Through meticulous archival and mapping practices, Tiffany Chung commemorates the experiences of local communities facing sociopolitical and climate-related trauma, placing those experiences within a global context. Born in Vietnam during the Vietnam War, Chung was forced to relocate following the fall of Saigon in 1975 to one of the government’s New Economic Zones (NEZ) as part of a population redistribution program aimed at restructuring Vietnam’s economy and southern society. Chung moved with her family to the Mekong Delta, the southwestern region of Vietnam where the Mekong River meets the South China Sea. In 1978 she witnessed a historic riverine flood in the area that killed seventy-four, left seventy-nine thousand homeless, and impacted more than four hundred thousand people. Eventually Chung migrated to the United States, taking part in the massive exodus of refugees precipitated by the NEZ program. Today Vietnam is among the countries that are most vulnerable to sea-level rise. According to recent projections, by the year 2050 almost all the land in southern Vietnam could be engulfed, displacing twenty million people, or nearly one quarter of the country’s population.

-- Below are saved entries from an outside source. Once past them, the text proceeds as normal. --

use super::{DiagnosticCategory, DiagnosticMessage};

pub mod diagnostic_codes {
    pub const CANNOT_IMPLICITLY_CONVERT_TYPE: u32 = 29;
    pub const CANNOT_CONVERT_TYPE: u32 = 30;
    pub const AMBIGUOUS_CALL: u32 = 121;
    pub const LOCK_NEEDS_REFERENCE_TYPE: u32 = 185;
    pub const PARAMS_MUST_BE_COLLECTION: u32 = 225;
    pub const MISSING_PREDEFINED_MEMBER: u32 = 656;
    pub const NO_DEFINITION_FOR_MEMBER: u32 = 1061;
    pub const ARGUMENT_CANNOT_CONVERT: u32 = 1503;
    pub const FOREACH_CANNOT_OPERATE_ON_TYPE: u32 = 1579;
    pub const NO_CONSTRUCTOR_TAKES_ARGUMENTS: u32 = 1729;
    pub const COLLECTION_INIT_REQUIRES_ENUMERABLE: u32 = 1922;
    pub const BAD_ARG_TYPES_FOR_COLLECTION_ADD: u32 = 1950;
    pub const BAD_AWAIT_IN_LOCK: u32 = 1996;
    pub const POSSIBLE_NULL_REFERENCE_ASSIGNMENT: u32 = 8601;
    pub const FEATURE_NOT_AVAILABLE: u32 = 8652;
    pub const COLLECTION_EXPRESSION_TARGET_NOT_CONSTRUCTIBLE: u32 = 9174;
    pub const EXPRESSION_TREE_CONTAINS_COLLECTION_EXPRESSION: u32 = 9175;
    pub const COLLECTION_EXPRESSION_NO_TARGET_TYPE: u32 = 9176;
    pub const COLLECTION_BUILDER_METHOD_NOT_FOUND: u32 = 9187;
    pub const COLLECTION_BUILDER_NO_ELEMENT_TYPE: u32 = 9188;
    pub const CONVERTING_LOCK_TO_OTHER_TYPE: u32 = 9214;
    pub const COLLECTION_ARGUMENTS_NOT_SUPPORTED_FOR_TYPE: u32 = 9335;
    pub const COLLECTION_ARGUMENTS_MUST_BE_EMPTY: u32 = 9336;
    pub const BAD_COLLECTION_ARGUMENTS_ARG_COUNT: u32 = 9405;
}

use diagnostic_codes as codes;

pub static DIAGNOSTIC_MESSAGES: &[DiagnosticMessage] = &[
    DiagnosticMessage {
        code: codes::CANNOT_IMPLICITLY_CONVERT_TYPE,
        category: DiagnosticCategory::Error,
        message: "Cannot implicitly convert type '{0}' to '{1}'",
    },
    DiagnosticMessage {
        code: codes::CANNOT_CONVERT_TYPE,
        category: DiagnosticCategory::Error,
        message: "Cannot convert type '{0}' to '{1}'",
    },
    DiagnosticMessage {
        code: codes::AMBIGUOUS_CALL,
        category: DiagnosticCategory::Error,
        message: "The call is ambiguous between the following methods or properties: '{0}' and '{1}'",
    },
    DiagnosticMessage {
        code: codes::LOCK_NEEDS_REFERENCE_TYPE,
        category: DiagnosticCategory::Error,
        message: "'{0}' is not a reference type as required by the lock statement",
    },
    DiagnosticMessage {
        code: codes::PARAMS_MUST_BE_COLLECTION,
        category: DiagnosticCategory::Error,
        message: "The params parameter must have a valid collection type",
    },
    DiagnosticMessage {
        code: codes::MISSING_PREDEFINED_MEMBER,
        category: DiagnosticCategory::Error,
        message: "Missing compiler required member '{0}.{1}'",
    },
    DiagnosticMessage {
        code: codes::NO_DEFINITION_FOR_MEMBER,
        category: DiagnosticCategory::Error,
        message: "'{0}' does not contain a definition for '{1}' and no accessible extension method '{1}' accepting a first argument of type '{0}' could be found",
    },
    DiagnosticMessage {
        code: codes::ARGUMENT_CANNOT_CONVERT,
        category: DiagnosticCategory::Error,
        message: "Argument {0}: cannot convert from '{1}' to '{2}'",
    },
    DiagnosticMessage {
        code: codes::FOREACH_CANNOT_OPERATE_ON_TYPE,
        category: DiagnosticCategory::Error,
        message: "foreach statement cannot operate on variables of type '{0}' because '{0}' does not contain a public instance or extension definition for 'GetEnumerator'",
    },
    DiagnosticMessage {
        code: codes::NO_CONSTRUCTOR_TAKES_ARGUMENTS,
        category: DiagnosticCategory::Error,
        message: "'{0}' does not contain a constructor that takes {1} arguments",
    },
    DiagnosticMessage {
        code: codes::COLLECTION_INIT_REQUIRES_ENUMERABLE,
        category: DiagnosticCategory::Error,
        message: "Cannot initialize type '{0}' with a collection initializer because it does not implement 'System.Collections.IEnumerable'",
    },
    DiagnosticMessage {
        code: codes::BAD_ARG_TYPES_FOR_COLLECTION_ADD,
        category: DiagnosticCategory::Error,
        message: "The best overloaded Add method '{0}' for the collection initializer has some invalid arguments",
    },
    DiagnosticMessage {
        code: codes::BAD_AWAIT_IN_LOCK,
        category: DiagnosticCategory::Error,
        message: "Cannot await in the body of a lock statement",
    },
    DiagnosticMessage {
        code: codes::POSSIBLE_NULL_REFERENCE_ASSIGNMENT,
        category: DiagnosticCategory::Warning,
        message: "Possible null reference assignment.",
    },
    DiagnosticMessage {
        code: codes::FEATURE_NOT_AVAILABLE,
        category: DiagnosticCategory::Error,
        message: "'{0}' requires the language feature '{1}'. Please use language version {2} or greater.",
    },
    DiagnosticMessage {
        code: codes::COLLECTION_EXPRESSION_TARGET_NOT_CONSTRUCTIBLE,
        category: DiagnosticCategory::Error,
        message: "Cannot initialize type '{0}' with a collection expression because the type is not constructible ({1}).",
    },
    DiagnosticMessage {
        code: codes::EXPRESSION_TREE_CONTAINS_COLLECTION_EXPRESSION,
        category: DiagnosticCategory::Error,
        message: "An expression tree may not contain a collection expression.",
    },
    DiagnosticMessage {
        code: codes::COLLECTION_EXPRESSION_NO_TARGET_TYPE,
        category: DiagnosticCategory::Error,
        message: "There is no target type for the collection expression.",
    },
    DiagnosticMessage {
        code: codes::COLLECTION_BUILDER_METHOD_NOT_FOUND,
        category: DiagnosticCategory::Error,
        message: "Could not find an accessible '{0}' method with the expected signature: a static method with a single parameter of type 'ReadOnlySpan<{1}>' and return type '{2}'.",
    },
    DiagnosticMessage {
        code: codes::COLLECTION_BUILDER_NO_ELEMENT_TYPE,
        category: DiagnosticCategory::Error,
        message: "'{0}' has a CollectionBuilderAttribute but no element type.",
    },
    DiagnosticMessage {
        code: codes::CONVERTING_LOCK_TO_OTHER_TYPE,
        category: DiagnosticCategory::Warning,
        message: "A value of type '{0}' converted to a different type will use likely unintended monitor-based locking in 'lock' statement.",
    },
    DiagnosticMessage {
        code: codes::COLLECTION_ARGUMENTS_NOT_SUPPORTED_FOR_TYPE,
        category: DiagnosticCategory::Error,
        message: "Collection arguments are not supported for type '{0}'.",
    },
    DiagnosticMessage {
        code: codes::COLLECTION_ARGUMENTS_MUST_BE_EMPTY,
        category: DiagnosticCategory::Error,
        message: "Collection arguments must be empty for read-only interface '{0}'.",
    },
    DiagnosticMessage {
        code: codes::BAD_COLLECTION_ARGUMENTS_ARG_COUNT,
        category: DiagnosticCategory::Error,
        message: "No overload for method '{0}' takes {1} 'with(...)' element arguments",
    },
];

In several works, Chung explores extreme flooding — a natural phenomenon that in Vietnam is exacerbated both by the construction of hydroelectric dams in the Mekong River Basin and by human-driven climate change-and proposes solutions. In 2010 she constructed stored in a jar: monsoon, drowning fish, color water, and the floating world, a large-scale model for a floating village. To create this utopian world, Chung drew a formal language from vernacular architecture throughout Asia and structured a city in emulation of actual floating communities: vessels and houseboats tethered together in Ha Long Bay in Vietnam; floating communities on Tonle Sap Lake in Cambodia; a makeshift system of interconnected house-rafts on the Song Kalia River in Sangkhlaburi, Thailand; and camps of floating palaces on a network of rivers in Srinagar, India.

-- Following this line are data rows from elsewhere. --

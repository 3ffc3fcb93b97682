//! Checker context and state.
//!
//! `CheckerContext` holds everything one body analysis reads or writes:
//! the shared type database and caches, the options, the overload-resolution
//! service, the access context, and the per-body outputs (diagnostics,
//! facts). `CheckerState` pairs a context with the body being checked; its
//! methods are spread over the modules of this crate.

use crate::ast::{Body, ExprId};
use crate::cancellation::CancellationToken;
use crate::facts::SemanticFacts;
use crate::nullability::{NullabilityFact, NullabilitySink};
use csz_common::options::AnalysisOptions;
use csz_common::span::Span;
use csz_solver::constructibility::{ConstructibilityClassifier, ConstructibilityVerdict};
use csz_solver::diagnostics::{DiagnosticArg, DiagnosticCollector, DiagnosticSink, PendingDiagnostic};
use csz_solver::recursion::{DepthCounter, RecursionProfile};
use csz_solver::shape_locator::{ProtocolKind, ShapeLocator, ShapeQueryResult};
use csz_solver::{AccessContext, Conversion, ConversionClassifier, OverloadResolver, SolverCaches};
use csz_solver::{TypeDatabase, TypeId};

pub struct CheckerContext<'a> {
    pub db: &'a dyn TypeDatabase,
    pub caches: &'a SolverCaches,
    pub options: &'a AnalysisOptions,
    pub resolver: &'a dyn OverloadResolver,
    pub access: AccessContext,
    pub diagnostics: DiagnosticCollector,
    pub facts: SemanticFacts,
    pub nullability: Option<&'a mut dyn NullabilitySink>,
    pub cancel: CancellationToken,
    /// Depth of enclosing expression-tree lambdas.
    pub(crate) expression_tree_depth: u32,
    /// Collection literals being bound.
    pub(crate) literal_depth: DepthCounter,
}

impl<'a> CheckerContext<'a> {
    pub fn new(
        db: &'a dyn TypeDatabase,
        caches: &'a SolverCaches,
        options: &'a AnalysisOptions,
        resolver: &'a dyn OverloadResolver,
        access: AccessContext,
    ) -> Self {
        Self {
            db,
            caches,
            options,
            resolver,
            access,
            diagnostics: DiagnosticCollector::new(),
            facts: SemanticFacts::new(),
            nullability: None,
            cancel: CancellationToken::new(),
            expression_tree_depth: 0,
            literal_depth: DepthCounter::with_profile(RecursionProfile::NestedLiteral),
        }
    }

    pub fn with_nullability(mut self, sink: &'a mut dyn NullabilitySink) -> Self {
        self.nullability = Some(sink);
        self
    }

    pub fn with_cancellation(mut self, token: CancellationToken) -> Self {
        self.cancel = token;
        self
    }

    pub fn locator(&self) -> ShapeLocator<'a> {
        ShapeLocator::new(self.db, self.caches, self.access, self.options)
    }

    pub fn locate(&self, ty: TypeId, kind: ProtocolKind) -> ShapeQueryResult {
        self.locator().locate(ty, kind)
    }

    pub fn classify_target(&self, target: TypeId) -> ConstructibilityVerdict {
        let locator = self.locator();
        ConstructibilityClassifier::new(&locator).classify(target)
    }

    /// Run `f` with a conversion classifier whose scope-capability test is
    /// the structural lock protocol, judged from this context.
    pub fn with_classifier<R>(&self, f: impl FnOnce(&ConversionClassifier<'_>) -> R) -> R {
        let locator = self.locator();
        let check = |ty: TypeId| exposes_scope_protocol(&locator, ty);
        let classifier = ConversionClassifier::new(self.db).with_scope_check(&check);
        f(&classifier)
    }

    pub fn classify_types(&self, source: TypeId, target: TypeId) -> Conversion {
        self.with_classifier(|classifier| classifier.classify(source, target))
    }

    pub fn error(&mut self, code: u32, span: Span, args: Vec<DiagnosticArg>) {
        self.diagnostics.report(PendingDiagnostic::error(code, span, args));
    }

    pub fn warning(&mut self, code: u32, span: Span, args: Vec<DiagnosticArg>) {
        self.diagnostics.report(PendingDiagnostic::warning(code, span, args));
    }

    pub fn report(&mut self, diagnostic: PendingDiagnostic) {
        self.diagnostics.report(diagnostic);
    }

    pub(crate) fn record_nullability(&mut self, fact: NullabilityFact) {
        if let Some(sink) = self.nullability.as_deref_mut() {
            sink.record(fact);
        }
    }

    pub fn in_expression_tree(&self) -> bool {
        self.expression_tree_depth > 0
    }
}

/// A type exposes the scope protocol when it has a scope producer whose
/// result has a scope disposer.
pub fn exposes_scope_protocol(locator: &ShapeLocator<'_>, ty: TypeId) -> bool {
    match locator.locate(ty, ProtocolKind::ScopeProducer).as_method() {
        Some(producer) => locator
            .locate(producer.return_type, ProtocolKind::ScopeDisposer)
            .is_found(),
        None => false,
    }
}

/// Checker state for one body.
pub struct CheckerState<'a> {
    pub ctx: CheckerContext<'a>,
    pub body: &'a Body,
}

impl<'a> CheckerState<'a> {
    pub fn new(ctx: CheckerContext<'a>, body: &'a Body) -> Self {
        Self { ctx, body }
    }

    pub fn expr_span(&self, expr: ExprId) -> Span {
        self.body.expr(expr).span
    }

    pub fn into_context(self) -> CheckerContext<'a> {
        self.ctx
    }
}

Tiffany Chung, “stored in a jar: moonsoon, drowning fish, color of water, and the floating world”, 2010-11

Sarah Rosalena, “Exit Point”, 2019

About Sarah Rosalena’s work pictured above-

To make Exit Point, Rosalena trained a neural network to combine the Blue Marble photo and the M87 black hole image and output the results to a mechanical loom, which materialized each pixel as a thread in a Jacquard textile. As the Jacquard loom is considered a predecessor to the modern computer, her textiles also challenge linear accounts of technological progress. Through the use of artificial intelligence, Rosalena creates coiling, looping, and spiraling temporalities that function as tools for examining our past and present.

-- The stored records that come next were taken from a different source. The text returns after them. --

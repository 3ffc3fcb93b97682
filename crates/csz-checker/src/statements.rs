//! Statement checking.

use crate::ast::{ExprId, StmtId, StmtKind};
use crate::context::CheckerState;
use crate::error::AnalysisError;
use csz_solver::TypeId;
use csz_solver::shape_locator::ProtocolKind;
use tracing::debug;

impl<'a> CheckerState<'a> {
    /// Check every top-level statement of the body, polling the cancellation
    /// token before each one.
    pub fn check_body(&mut self) -> Result<(), AnalysisError> {
        let body = self.body;
        for &stmt in body.statements() {
            if self.ctx.cancel.is_cancelled() {
                debug!(body = body.id.0, stmt = stmt.0, "analysis cancelled");
                return Err(AnalysisError::Cancelled);
            }
            self.check_stmt(stmt);
        }
        Ok(())
    }

    pub fn check_stmt(&mut self, stmt: StmtId) {
        let body = self.body;
        match &body.stmt(stmt).kind {
            StmtKind::Local { declared, init, .. } => {
                let Some(init) = *init else {
                    return;
                };
                match declared {
                    Some(ty) => {
                        self.convert_expr(init, *ty);
                    }
                    // `var`: the initializer has to stand on its own.
                    None => {
                        self.check_expr(init, None);
                    }
                }
            }
            StmtKind::Expr(expr) => {
                self.check_expr(*expr, None);
            }
            StmtKind::Return(value) => {
                if let Some(value) = *value {
                    match body.return_type {
                        Some(ty) if ty != TypeId::VOID => {
                            self.convert_expr(value, ty);
                        }
                        _ => {
                            self.check_expr(value, None);
                        }
                    }
                }
            }
            StmtKind::YieldReturn(value) => self.check_yield(*value),
            StmtKind::Lock { resource, body: block } => {
                self.check_lock_statement(stmt, *resource, block);
            }
            StmtKind::Block(stmts) => {
                for &inner in stmts {
                    self.check_stmt(inner);
                }
            }
        }
    }

    /// `yield return value;` converts to the iteration type of the
    /// iterator's declared return type.
    fn check_yield(&mut self, value: ExprId) {
        let element = self.body.return_type.and_then(|ty| {
            self.ctx
                .locate(ty, ProtocolKind::EnumeratorProducer)
                .as_enumerator()
                .map(|shape| shape.iteration_type)
        });
        match element {
            Some(element) => {
                self.convert_expr(value, element);
            }
            None => {
                self.check_expr(value, None);
            }
        }
    }
}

About Bently Spang‘s War Shirt #6- Waterways, pictured above-

The Northern Cheyenne artist Bently Spang creates multidisciplinary artworks inspired by the utilitarian and artistic practices of his ancestors, the Tsitsistas/Suhtaio people. One of Spang’s first such projects was War Shirt #1 (1998), which he made by stitching together family photographs and film negatives, using the negatives as fringe. Spang notes that ancestral war shirts are “reciprocal garments” created by the community to shelter warriors as they battle to protect that community. In 2017 Mountain Time Arts in Bozeman, Montana, commissioned Spang to create a work that would explore the influence of climate change on water resources and raise awareness of the issue in the region. The result was War Shirt #6-Waterways (2017), a multimedia sculptural installation that takes the form of a Plains-style war shirt.

The body of War Shirt #6-Waterways is made up of twenty-one monitors and fringed with six digital still photographs. With the help of a local support team, Spang welded the steel armature and programmed the monitors to present a synchronous, multichannel video, which he filmed while walking from the Tongue River, a tributary of the Yellowstone River that traverses Montana and Wyoming, to a local spring on the Northern Cheyenne Indian Reservation; the digital fringe presents images from a preserved plant press book collected by a tribal historian and ethnobotanist. “I’m telling the viewer to know your water, know where it comes from and how it gets to you, and then you can protect it,” says Spang. “We should all have a relationship with that water, with these places that the water manifests.”

Sandy Rodriguez, “YOU ARE HERE/ Tovaangar / El Pueblo de Nuestra Señora la Reina de los Angeles de Porciúncula / Los Angeles”(2021)

About the Sandy Rodriguez work above-

Made during the first year of the COVID-19 pandemic, the multilingual map of the greater Los Angeles area YOU ARE HERE / Tovaangar / El Pueblo de Nuestra Señora la Reina de los Angeles de Porciúncula / Los Angeles (2021) draws inspiration from the region’s history. It includes depictions of the trial of Toypurina, an Indigenous woman who led a rebellion against the Mission San Gabriel in 1785, as well as sixteenth-century primary source materials, including the Florentine Codex (ca. 1529-69), an encyclopedic ethnographic study of central Mexico. YOU ARE HERE includes images of plants and animals used by Native peoples, which represent geographic locations and serve as indicators of the cardinal directions. Place-names are hand painted in English, Spanish, and Tongva to reference renaming in the region over time as a colonial act of aggression. Rodriguez wants visitors to encounter this painting as they might a way-finding map and to use it to reorient themselves in space and time. She studies, documents, and processes native botanical specimens that have healing properties to create pigments, inks, and watercolors, applying these handmade materials to amate paper made from the bark of trees in Puebla, Mexico. A symbol of Indigenous culture, this sacred pre-Columbian material was prohibited by the Spanish during the colonial period.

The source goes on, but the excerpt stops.